Among the entries below, find the lines with the word "context" and copy them.

DATA EXTRACTS -
----

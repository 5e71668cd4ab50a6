#![allow(dead_code)]

use std::path::PathBuf;
use std::time::{SystemTime, UNIX_EPOCH};

use rlscheck::analysis::{analyze, load_inputs};
use rlscheck::config::AnalyzerConfig;
use rlscheck::eval::{simulate, SimulationRequest, SimulationResult};
use rlscheck::model::{PolicySet, Schema};
use rlscheck::output::Report;
use rlscheck::parser::document::{read_json, SimulationRequestDocument};

pub(crate) fn fixture_dir(fixture: &str) -> PathBuf {
    PathBuf::from("tests/fixtures").join(fixture)
}

pub(crate) fn fixture_path(fixture: &str, file: &str) -> PathBuf {
    fixture_dir(fixture).join(file)
}

/// Load `schema.json` together with the named policy file of a fixture.
pub(crate) fn load_fixture_with(fixture: &str, policy_file: &str) -> (Schema, PolicySet) {
    load_inputs(
        &fixture_path(fixture, "schema.json"),
        &fixture_path(fixture, policy_file),
    )
    .unwrap_or_else(|e| panic!("fixture {fixture}/{policy_file} should load: {e}"))
}

pub(crate) fn load_fixture(fixture: &str) -> (Schema, PolicySet) {
    load_fixture_with(fixture, "policies.json")
}

pub(crate) fn analyze_fixture_with(fixture: &str, policy_file: &str) -> Report {
    let (schema, policies) = load_fixture_with(fixture, policy_file);
    analyze(&schema, &policies, &AnalyzerConfig::default())
}

pub(crate) fn analyze_fixture(fixture: &str) -> Report {
    analyze_fixture_with(fixture, "policies.json")
}

pub(crate) fn load_request(fixture: &str, schema: &Schema) -> SimulationRequest {
    let doc: SimulationRequestDocument =
        read_json("simulation request", &fixture_path(fixture, "request.json"))
            .unwrap_or_else(|e| panic!("fixture {fixture} request should parse: {e}"));
    SimulationRequest::from_document(schema, doc)
        .unwrap_or_else(|e| panic!("fixture {fixture} request should validate: {e}"))
}

pub(crate) fn simulate_fixture_with(fixture: &str, policy_file: &str) -> SimulationResult {
    let (schema, policies) = load_fixture_with(fixture, policy_file);
    let request = load_request(fixture, &schema);
    simulate(&policies, &request, &AnalyzerConfig::default())
}

pub(crate) fn simulate_fixture(fixture: &str) -> SimulationResult {
    simulate_fixture_with(fixture, "policies.json")
}

pub(crate) fn unique_temp_dir(prefix: &str) -> PathBuf {
    let nanos = SystemTime::now()
        .duration_since(UNIX_EPOCH)
        .expect("clock should be after epoch")
        .as_nanos();
    let dir = std::env::temp_dir().join(format!("{prefix}_{nanos}"));
    std::fs::create_dir_all(&dir).expect("should create temp dir");
    dir
}
use std::cmp::Ordering;
use std::fmt;

use serde::Serialize;

use crate::eval::context::Row;
use crate::graph::Cycle;

/// Anti-pattern category.
#[derive(Debug, Clone, Copy, PartialEq, Eq, PartialOrd, Ord, Hash, Serialize)]
pub enum Category {
    /// The only permissive policy can never pass when a session variable is NULL.
    NullLockout,
    /// Tables whose policies reference each other.
    PolicyCycle,
    /// Byte-exact text comparison against session input or another text column.
    CaseSensitivityMismatch,
    /// Column reference that resolves to no declared column.
    DanglingColumnRef,
    /// `UPDATE` policy restricting by owner/tenant with no `WITH CHECK`.
    MissingWithCheck,
    /// Tenant predicate expressed only as a permissive policy.
    PermissiveOnlyTenantIsolation,
    /// Predicate column not covered by an index.
    UnindexedPredicateColumn,
    /// Construct outside the supported grammar, or an unknown function.
    UnsupportedConstruct,
    /// Unqualified subquery column bound to the inner table although the
    /// outer table declares the same name.
    ShadowedColumnRef,
    /// Cycle or depth budget hit while simulating.
    RuntimeCycle,
}

impl Category {
    /// Every category, in report order.
    pub const ALL: [Category; 10] = [
        Category::NullLockout,
        Category::PolicyCycle,
        Category::CaseSensitivityMismatch,
        Category::DanglingColumnRef,
        Category::MissingWithCheck,
        Category::PermissiveOnlyTenantIsolation,
        Category::UnindexedPredicateColumn,
        Category::UnsupportedConstruct,
        Category::ShadowedColumnRef,
        Category::RuntimeCycle,
    ];

    /// Category name as used in reports.
    pub fn as_str(self) -> &'static str {
        match self {
            Category::NullLockout => "NullLockout",
            Category::PolicyCycle => "PolicyCycle",
            Category::CaseSensitivityMismatch => "CaseSensitivityMismatch",
            Category::DanglingColumnRef => "DanglingColumnRef",
            Category::MissingWithCheck => "MissingWithCheck",
            Category::PermissiveOnlyTenantIsolation => "PermissiveOnlyTenantIsolation",
            Category::UnindexedPredicateColumn => "UnindexedPredicateColumn",
            Category::UnsupportedConstruct => "UnsupportedConstruct",
            Category::ShadowedColumnRef => "ShadowedColumnRef",
            Category::RuntimeCycle => "RuntimeCycle",
        }
    }
}

impl fmt::Display for Category {
    fn fmt(&self, f: &mut fmt::Formatter<'_>) -> fmt::Result {
        f.write_str(self.as_str())
    }
}

/// Finding severity, ordered from least to most severe.
#[derive(Debug, Clone, Copy, PartialEq, Eq, PartialOrd, Ord, Hash, Serialize)]
#[serde(rename_all = "lowercase")]
pub enum Severity {
    /// Informational; never affects the exit status.
    Info,
    /// Low
    Low,
    /// Medium
    Medium,
    /// High
    High,
    /// Critical
    Critical,
}

impl fmt::Display for Severity {
    fn fmt(&self, f: &mut fmt::Formatter<'_>) -> fmt::Result {
        match self {
            Severity::Info => f.write_str("info"),
            Severity::Low => f.write_str("low"),
            Severity::Medium => f.write_str("medium"),
            Severity::High => f.write_str("high"),
            Severity::Critical => f.write_str("critical"),
        }
    }
}

/// One reported problem.
#[derive(Debug, Clone, PartialEq, Serialize)]
pub struct Finding {
    /// Category.
    pub category: Category,
    /// Severity.
    pub severity: Severity,
    /// Table the finding is attached to.
    pub table: String,
    /// Policies involved, sorted.
    pub policies: Vec<String>,
    /// Human-readable explanation.
    pub explanation: String,
    /// Cycle, for `PolicyCycle`.
    #[serde(skip_serializing_if = "Option::is_none")]
    pub cycle: Option<Cycle>,
    /// Session context reproducing the problem, as `k=v,...` for `simulate --context`.
    #[serde(skip_serializing_if = "Option::is_none")]
    pub reproduction: Option<String>,
    /// Row demonstrating the problem under `reproduction`.
    #[serde(skip_serializing_if = "Option::is_none")]
    pub counterexample: Option<Row>,
}

impl Finding {
    /// A finding with no cycle, reproduction or counter-example.
    pub fn new(
        category: Category,
        severity: Severity,
        table: impl Into<String>,
        policies: impl IntoIterator<Item = String>,
        explanation: impl Into<String>,
    ) -> Self {
        let mut policies: Vec<String> = policies.into_iter().collect();
        policies.sort();
        policies.dedup();
        Self {
            category,
            severity,
            table: table.into(),
            policies,
            explanation: explanation.into(),
            cycle: None,
            reproduction: None,
            counterexample: None,
        }
    }

    /// Attach a reproduction context.
    pub fn with_reproduction(mut self, context: impl Into<String>) -> Self {
        self.reproduction = Some(context.into());
        self
    }

    /// Attach a counter-example row.
    pub fn with_counterexample(mut self, row: Row) -> Self {
        self.counterexample = Some(row);
        self
    }

    /// Attach a cycle.
    pub fn with_cycle(mut self, cycle: Cycle) -> Self {
        self.cycle = Some(cycle);
        self
    }

    /// Report order: severity descending, then table, category, policies
    /// and explanation.
    pub fn report_order(&self, other: &Finding) -> Ordering {
        other
            .severity
            .cmp(&self.severity)
            .then_with(|| self.table.cmp(&other.table))
            .then_with(|| self.category.cmp(&other.category))
            .then_with(|| self.policies.cmp(&other.policies))
            .then_with(|| self.explanation.cmp(&other.explanation))
    }
}

/// Whether any finding should fail the run (anything above `Info`).
pub fn has_actionable(findings: &[Finding]) -> bool {
    findings.iter().any(|f| f.severity > Severity::Info)
}
use std::collections::{BTreeMap, BTreeSet};

use crate::model::{BinaryOperator, Expr, SubqueryMode};
use crate::rules::engine::{AnalysisInput, Rule};
use crate::rules::finding::{Category, Finding, Severity};

/// Equality and membership predicate columns with no index leading on them.
pub struct UnindexedPredicateRule;

fn column_of(expr: &Expr) -> Option<(&str, &str)> {
    match expr.peel_case_normalization().0 {
        Expr::ColumnRef(col) => col.table.as_deref().map(|t| (t, col.column.as_str())),
        _ => None,
    }
}

/// `(table, column)` pairs a predicate looks rows up by.
fn lookup_columns(expr: &Expr) -> BTreeSet<(&str, &str)> {
    let mut cols = BTreeSet::new();
    expr.walk(&mut |node| match node {
        Expr::BinaryOp {
            op: BinaryOperator::Eq,
            left,
            right,
        } => {
            cols.extend(column_of(left));
            cols.extend(column_of(right));
        }
        Expr::InList { expr, .. } => cols.extend(column_of(expr)),
        Expr::Subquery(sub) => {
            if let SubqueryMode::In { expr } = &sub.mode {
                cols.extend(column_of(expr));
                if let Some(column) = &sub.column {
                    cols.insert((sub.table.as_str(), column.as_str()));
                }
            }
        }
        _ => {}
    });
    cols
}

impl Rule for UnindexedPredicateRule {
    fn category(&self) -> Category {
        Category::UnindexedPredicateColumn
    }

    fn check_global(&self, input: &AnalysisInput<'_>) -> Vec<Finding> {
        if input.schema.index_catalog().is_some() || input.policies.policies().is_empty() {
            return Vec::new();
        }
        vec![Finding::new(
            Category::UnindexedPredicateColumn,
            Severity::Info,
            "*",
            Vec::new(),
            "no index catalog was supplied; unindexed predicate check skipped, insufficient data",
        )]
    }

    fn check_table(&self, input: &AnalysisInput<'_>, table: &str) -> Vec<Finding> {
        let Some(catalog) = input.schema.index_catalog() else {
            return Vec::new();
        };
        let mut uses: BTreeMap<(&str, &str), BTreeSet<&str>> = BTreeMap::new();
        for policy in input.policies.on_table(table) {
            for (_, expr) in policy.expressions() {
                for key in lookup_columns(expr) {
                    uses.entry(key).or_default().insert(policy.name.as_str());
                }
            }
        }

        uses.into_iter()
            .filter(|((owner, column), _)| {
                input
                    .schema
                    .table(owner)
                    .is_some_and(|t| t.has_column(column))
                    && !catalog.has_leading(owner, column)
            })
            .map(|((owner, column), policies)| {
                Finding::new(
                    Category::UnindexedPredicateColumn,
                    Severity::Low,
                    owner,
                    policies.iter().map(|p| p.to_string()),
                    format!(
                        "`{owner}.{column}` is matched by policies on `{table}` but no index leads with it; \
                         every policy check scans `{owner}`"
                    ),
                )
            })
            .collect()
    }
}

----

REPLY -
use crate::eval::context::Row;
    /// Session context reproducing the problem, as `k=v,...` for `simulate --context`.
    /// Attach a reproduction context.
    pub fn with_reproduction(mut self, context: impl Into<String>) -> Self {
        self.reproduction = Some(context.into());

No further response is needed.